Fazia tempo que eu não lia tuas cartas. Foi na faxina, pra mudança, eu estou deixando a casa que moramos por quase sete anos, eu estou deixando a casa que tanto nos amamos, eu estou deixando todas as marcas do nosso amor para o novo morador passar mãos de tintas e apagar por fim todas as vezes que você e eu corremos um atrás do outro. Minhas unhas passavam pela parede, fazendo aquele ruído que você odiava, até chegarmos ao nosso quarto, e você me jogava na cama com força, e vinha pra cima de mim, olhava nos meus olhos.

- Te amo.

- Eu também te amo.

Você me beijava suavemente como se nossos lábios estivessem se unindo naquela dança que logo iria começar, como se nosso ritmo nunca fosse parar, mas nós passávamos do anoitecer até a madrugada dançando ao som alto da nossa canção, como se não tivéssemos vizinhos. Você tocava meu cabelo com força, como se não quisesse mais soltar, assim como minha cintura ao mesmo tempo. Nós tínhamos a sincronia de uma orquestra em cima de uma cama, mas quando a música parava, você me deixava por um banho gelado e eu por mais um pedaço de pizza, agora já frio. Uma hora, já tarde, o cansaço nos atingia e íamos novamente pra cama, dessa vez nossos corpos colados ficavam e parecia que éramos anjos dormindo, entregues profundamente ao sonhos, mas você nunca lembrava dos seus.

Todas as manhãs eu te acordava dizendo onde meus pensamentos estiveram enquanto meus olhos estavam fechados e você me beijava sem deixar eu terminar e eu sabia que iríamos tocar música novamente. Quando finalmente cada um tomava seu banho e que tínhamos que pensar no que comer, você dizia que queria café. Eu nunca gostei de café, provavelmente você deve está com um copo de café com leite ao lado do computador, como sempre esteve e sempre que eu te beijava eu sentia o gosto.
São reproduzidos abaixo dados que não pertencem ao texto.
//! CSV export of the aggregated KPI table.

use std::fs::File;
use std::io::{self, Write};
use std::path::Path;

use crate::results::kpi::{Kpi, KpiTable};

/// Exports the KPI table to a CSV file at the given path.
///
/// Writes a `run` header followed by one column per KPI label in
/// [`Kpi::ALL`] order, then one row per run in ascending order. Produces
/// deterministic output for identical inputs.
///
/// # Arguments
///
/// * `table` - Aggregated KPI rows
/// * `path` - Output file path
///
/// # Errors
///
/// Returns an `io::Error` if file creation or writing fails.
pub fn export_kpi_csv(table: &KpiTable, path: &Path) -> io::Result<()> {
    let file = File::create(path)?;
    let buf = io::BufWriter::new(file);
    write_kpi_csv(table, buf)
}

/// Writes the KPI table as CSV to any writer.
///
/// # Errors
///
/// Returns an `io::Error` if writing fails.
pub fn write_kpi_csv(table: &KpiTable, writer: impl Write) -> io::Result<()> {
    let mut wtr = csv::WriterBuilder::new().from_writer(writer);

    wtr.write_record(std::iter::once("run").chain(Kpi::ALL.iter().map(|k| k.label())))?;

    for (run, row) in table.rows() {
        let mut record = Vec::with_capacity(Kpi::COUNT + 1);
        record.push(run.to_string());
        record.extend(Kpi::ALL.iter().map(|k| row.get(*k).to_string()));
        wtr.write_record(&record)?;
    }

    wtr.flush()?;
    Ok(())
}

#[cfg(test)]
mod tests {
    use super::*;
    use crate::results::kpi::KpiRow;

    fn make_table(runs: &[i64]) -> KpiTable {
        let mut table = KpiTable::new();
        for &run in runs {
            table.insert(
                run,
                KpiRow::new([run as f64, 1.5, 2.0e4, 0.4, 0.08, 0.6, 0.3, 0.25]),
            );
        }
        table
    }

    #[test]
    fn header_lists_run_and_all_kpis() {
        let mut buf = Vec::new();
        write_kpi_csv(&make_table(&[500]), &mut buf).ok();
        let output = String::from_utf8(buf).ok();
        let first_line = output.as_deref().unwrap_or("").lines().next().unwrap_or("");
        assert_eq!(
            first_line,
            "run,costs total PV,installed capacity PV,Total renewable energy use,\
             Renewable share,LCOE PV,self consumption,self sufficiency,Degree of autonomy"
        );
    }

    #[test]
    fn rows_follow_run_order() {
        let mut buf = Vec::new();
        write_kpi_csv(&make_table(&[700, 500, 600]), &mut buf).ok();
        let output = String::from_utf8(buf).ok();
        let runs: Vec<&str> = output
            .as_deref()
            .unwrap_or("")
            .lines()
            .skip(1)
            .filter_map(|l| l.split(',').next())
            .collect();
        assert_eq!(runs, ["500", "600", "700"]);
    }

    #[test]
    fn deterministic_output() {
        let table = make_table(&[1, 2, 3]);
        let mut buf1 = Vec::new();
        let mut buf2 = Vec::new();
        write_kpi_csv(&table, &mut buf1).ok();
        write_kpi_csv(&table, &mut buf2).ok();
        assert_eq!(buf1, buf2);
    }

    #[test]
    fn round_trip_parseable() {
        let mut buf = Vec::new();
        write_kpi_csv(&make_table(&[500, 600]), &mut buf).ok();

        let mut rdr = csv::ReaderBuilder::new().from_reader(buf.as_slice());
        let headers = rdr.headers().cloned().ok();
        assert_eq!(headers.as_ref().map(csv::StringRecord::len), Some(9));

        let mut row_count = 0;
        for record in rdr.records() {
            let rec = record.ok();
            assert!(rec.is_some(), "every row should parse");
            let Some(rec) = rec else { continue };
            assert!(rec[0].parse::<i64>().is_ok(), "run column should parse as i64");
            for i in 1..9 {
                let val: Result<f64, _> = rec[i].parse();
                assert!(val.is_ok(), "column {i} should parse as f64");
            }
            row_count += 1;
        }
        assert_eq!(row_count, 2);
    }
}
Ainda bem que você não cheirava a café, mas não é sempre que meu nariz funciona, então eu posso está equivocada.

Nunca trabalhamos juntos em nada, nossos passatempos eram completamente diferentes, eu lia e você nunca passava da página 42, talvez esse livro ainda esteja dentro da sua mochila e você nunca terminou de ler. É você era assim, nunca terminava nada, e foi por isso que eu quem tive de terminar tudo que existia entre nós.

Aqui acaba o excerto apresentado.